By SCN Staff
LOS ANGELES—The COVID-19 pandemic has challenged educators to reimagine and be creative with outdoor space as a way to support the safe return to in-person instruction given the lower risk of virus transmission.
To help schools and facilities professionals create equitable everyday outdoor learning experiences on their campuses, the Los Angeles County Office of Education has published design guidelines through the support of HMC Architects and engineering and construction experts.
After spending the last year mostly indoors, isolated, and in front of a screen, it’s more evident now than ever that young students crave connectedness with the natural world, which offers a unique opportunity for cognitive and physical development.
In March of 2020 — during the advent of COVID-19 — HMC began a long and ongoing research effort to better understand the long-term effects of COVID-19 and develop solutions for the safer reopening of PreK-12 schools. One common solution was the need for more open-air spaces.
LACOE and HMC also found that while the pandemic has forced educators to innovate and be creative with outdoor space to lower the risk of virus transmission, there are numerous benefits — pandemic or not — that outdoor education provides.
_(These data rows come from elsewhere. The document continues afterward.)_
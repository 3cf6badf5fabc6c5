//! Output module for audit artifacts and reports
//!
//! This module handles:
//! - Persisting the audit as a JSON artifact and reading it back
//! - Generating the markdown canonical report
//! - Computing and printing audit statistics

mod json;
mod markdown;
pub mod stats;
mod traits;

pub use json::{load_audit, JsonArtifactWriter};
pub use markdown::{format_markdown_report, MarkdownReportWriter};
pub use stats::{print_statistics, CanonicalStats};
pub use traits::{report_file_name, sanitize_client_name, OutputError, OutputResult, ReportWriter};

use crate::canonical::CanonicalAudit;
use std::path::{Path, PathBuf};

/// Writes the audit with every given writer into `dir`
///
/// Stops at the first writer that fails.
///
/// # Returns
///
/// * `Ok(Vec<PathBuf>)` - Paths of the written files, in writer order
/// * `Err(OutputError)` - A writer failed
pub fn write_reports(
    audit: &CanonicalAudit,
    dir: &Path,
    writers: &[&dyn ReportWriter],
) -> OutputResult<Vec<PathBuf>> {
    let mut paths = Vec::with_capacity(writers.len());
    for writer in writers {
        let path = writer.write(audit, dir)?;
        tracing::info!("Wrote {} report to {}", writer.name(), path.display());
        paths.push(path);
    }
    Ok(paths)
}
“Outdoor learning offers students a range of benefits, from enhancing engagement to reducing stress and promoting physical and psychological wellbeing,” said Debra Duardo, Los Angeles County Superintendent of Schools. “Yet far too many of our young people, particularly those in inner-city and low-income communities, have not had access to outdoor learning environments and green space — not before nor during the pandemic. Increasing opportunities for outdoor learning is essential to advancing educational equity.”
Just as COVID-19 has disproportionately affected some populations more than others, this inequity is another educational injustice that the pandemic has exposed. According to LACOE and HMC, this inequity is an opportunity to seize the moment with strategies that place priority on meeting the needs of the whole child.
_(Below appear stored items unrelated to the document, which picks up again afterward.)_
//! HTTP fetcher implementation
//!
//! Every request the pipeline makes goes through this module, so the
//! sitemap, page and canonical-target fetches all share one client, one
//! `User-Agent` and the same failure classification:
//! - Building the HTTP client from the user agent configuration
//! - GET requests for sitemap documents (non-2xx is an error)
//! - GET requests for pages (any status is kept, non-HTML is flagged)
//! - Status-only GET requests for canonical targets

use crate::config::UserAgentConfig;
use crate::{SitemapError, SitemapResult};
use reqwest::header::CONTENT_TYPE;
use reqwest::{redirect::Policy, Client};
use std::time::Duration;

/// Maximum number of redirects followed for a single request
const MAX_REDIRECTS: usize = 10;

/// Result of a page fetch
#[derive(Debug)]
pub enum FetchResult {
    /// Received an HTML (or untyped) response
    Success {
        /// Final URL after redirects
        final_url: String,
        /// HTTP status code
        status_code: u16,
        /// Page body content
        body: String,
    },

    /// Response Content-Type is present and not HTML
    ContentMismatch {
        /// HTTP status code
        status_code: u16,
        /// The actual Content-Type received
        content_type: String,
    },

    /// Network error (connection refused, timeout, body read failure)
    NetworkError {
        /// Error description
        error: String,
    },
}

/// Builds the HTTP client shared by every stage of the pipeline
///
/// # Example
///
/// ```no_run
/// use canon_sweep::config::UserAgentConfig;
/// use canon_sweep::crawler::build_http_client;
///
/// let config = UserAgentConfig {
///     header: "Mozilla/5.0 (compatible; CanonSweep/1.0)".to_string(),
/// };
///
/// let client = build_http_client(&config).unwrap();
/// ```
pub fn build_http_client(config: &UserAgentConfig) -> Result<Client, reqwest::Error> {
    Client::builder()
        .user_agent(config.header.as_str())
        .connect_timeout(Duration::from_secs(10))
        .redirect(Policy::limited(MAX_REDIRECTS))
        .gzip(true)
        .brotli(true)
        .build()
}

/// Fetches a sitemap document and returns its raw bytes
///
/// Any transport failure or non-2xx status is an error; the caller decides
/// whether that is fatal (index) or skippable (child sitemap).
pub async fn fetch_sitemap_document(
    client: &Client,
    url: &str,
    timeout: Duration,
) -> SitemapResult<Vec<u8>> {
    let response = client
        .get(url)
        .timeout(timeout)
        .send()
        .await
        .map_err(|e| SitemapError::Fetch {
            url: url.to_string(),
            message: describe_error(&e),
        })?;

    let status = response.status();
    if !status.is_success() {
        return Err(SitemapError::Status {
            url: url.to_string(),
            status: status.as_u16(),
        });
    }

    let bytes = response.bytes().await.map_err(|e| SitemapError::Fetch {
        url: url.to_string(),
        message: describe_error(&e),
    })?;

    Ok(bytes.to_vec())
}

/// Fetches a page for HTML inspection
///
/// Non-2xx responses are not errors here: the status is reported alongside
/// the body so a 404 page still yields its status code.
pub async fn fetch_page(client: &Client, url: &str, timeout: Duration) -> FetchResult {
    let response = match client.get(url).timeout(timeout).send().await {
        Ok(response) => response,
        Err(e) => {
            return FetchResult::NetworkError {
                error: describe_error(&e),
            }
        }
    };

    let status_code = response.status().as_u16();
    let final_url = response.url().to_string();

    let content_type = response
        .headers()
        .get(CONTENT_TYPE)
        .and_then(|v| v.to_str().ok())
        .map(str::to_string);

    if let Some(content_type) = content_type {
        if !is_html_content_type(&content_type) {
            return FetchResult::ContentMismatch {
                status_code,
                content_type,
            };
        }
    }

    match response.text().await {
        Ok(body) => FetchResult::Success {
            final_url,
            status_code,
            body,
        },
        Err(e) => FetchResult::NetworkError {
            error: describe_error(&e),
        },
    }
}

/// Fetches a URL only to learn its HTTP status; the body is never read
pub async fn fetch_status(
    client: &Client,
    url: &str,
    timeout: Duration,
) -> Result<u16, reqwest::Error> {
    let response = client.get(url).timeout(timeout).send().await?;
    Ok(response.status().as_u16())
}

/// Returns true for Content-Type values that carry HTML
fn is_html_content_type(content_type: &str) -> bool {
    let lower = content_type.to_ascii_lowercase();
    lower.contains("text/html") || lower.contains("application/xhtml+xml")
}

/// Classifies a reqwest error into a short description for logs and reports
fn describe_error(e: &reqwest::Error) -> String {
    if e.is_timeout() {
        "Request timeout".to_string()
    } else if e.is_connect() {
        format!("Connection failed: {}", e)
    } else if e.is_redirect() {
        "Too many redirects".to_string()
    } else {
        e.to_string()
    }
}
“The aim is not just to facilitate short-term COVID-19 solutions,” said HMC PreK-12 Practice Leader Brian Meyers. “We want to support the academic, social-emotional, and physical well-being of students and provide them with hands-on outdoor experiences during their school day long after the pandemic is over.”
Added Duardo, “When we take lessons outside classroom walls, we teach our children that learning can happen anywhere and anytime, promoting lifelong curiosity.”
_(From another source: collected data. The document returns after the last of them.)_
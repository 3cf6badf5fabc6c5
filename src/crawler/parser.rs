//! HTML parser for extracting the canonical link
//!
//! Only the first `<link rel="canonical">` in the document counts. The href
//! is returned verbatim: relative values, trailing slashes and scheme or
//! host variations are all kept as written.

use scraper::{Html, Selector};

/// Finds the href of the first canonical link in an HTML document
///
/// # Matching Rules
///
/// - Any `<link>` whose `rel` attribute contains the token `canonical`
///   (case-insensitive, whitespace-separated) qualifies.
/// - The href is trimmed of surrounding whitespace and otherwise untouched.
/// - A canonical link with a missing or blank href yields `None`; later
///   canonical links are not consulted.
///
/// # Example
///
/// ```
/// use canon_sweep::crawler::find_canonical_href;
///
/// let html = r#"<html><head><link rel="canonical" href="/shoes"></head></html>"#;
/// assert_eq!(find_canonical_href(html), Some("/shoes".to_string()));
/// ```
pub fn find_canonical_href(html: &str) -> Option<String> {
    let document = Html::parse_document(html);
    let selector = Selector::parse("link[rel]").ok()?;

    let canonical = document.select(&selector).find(|element| {
        element
            .value()
            .attr("rel")
            .map(has_canonical_token)
            .unwrap_or(false)
    })?;

    canonical
        .value()
        .attr("href")
        .map(str::trim)
        .filter(|href| !href.is_empty())
        .map(str::to_string)
}

fn has_canonical_token(rel: &str) -> bool {
    rel.split_ascii_whitespace()
        .any(|token| token.eq_ignore_ascii_case("canonical"))
}
//! Canonical tag collection and resolution
//!
//! This module contains the core of the audit:
//! - Per-page canonical extraction with failure isolation
//! - The sweep over a bounded sample of one category
//! - Deduplication of canonical targets and their status resolution
//! - The audit artifact handed to report writers

mod extractor;
mod resolution;
mod types;

pub use extractor::extract_canonical;
pub use resolution::{
    find_record, resolve_canonicals, resolve_category, sweep_category, unique_canonicals,
    ResolutionOutcome, SweepOptions,
};
pub use types::{
    CanonicalAudit, CanonicalRecord, CanonicalResolution, CanonicalTag, CategorizedRecords,
    ResolutionSource, RunInfo,
};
It’s that curiosity that LACOE and HMC want to restore, as subjects like science either stopped or became limited for students through distance learning. Eighty-eight percent of teachers said that kids were learning less science during the pandemic. Pre-COVID, elementary teachers in California, on average, spent less than 60 minutes per week teaching science. According to LACOE, when students are surrounded by the outdoors, they become first-hand witnesses to natural processes. This direct observation is the first step in becoming a ‘natural scientist.’
With easy-to-use tools that can be customized for schools and districts, the guide covers everything from seating, sun shading, space definition, and landscaping to funding and professional development. LACOE and HMC see this as a chance to create new learning models. For example, schools can stagger classroom instruction with outdoor learning instead of the COVID-inspired hybrid model where students spend half the day in class and the other half at home.
To help reinforce the momentum toward safe, resilient learning environments that enhance student success, wellness, and community well beyond this current crisis, it’s clear that the benefits of making outdoor learning part of the normal routine are proven and can be the performance boost that our kids need right now.
The new Outdoor Learning Guide is available for free download at HMC’s website here: https://hmcarchitects.com/news/new-design-guidelines-for-outdoor-learning/
In addition to the Outdoor Learning Guide, HMC has also created a Campus Reboot Guide, and is committed to sharing all of its research findings in a series of white papers that focus on five main areas of Technology, Adaptability and Flexibility, Regulatory/Budgetary/Institutional Impacts, Space Needs/Reduction and Restructuring, and Impact to Wellness/Mental Health as they relate to the PreK-12 education sector.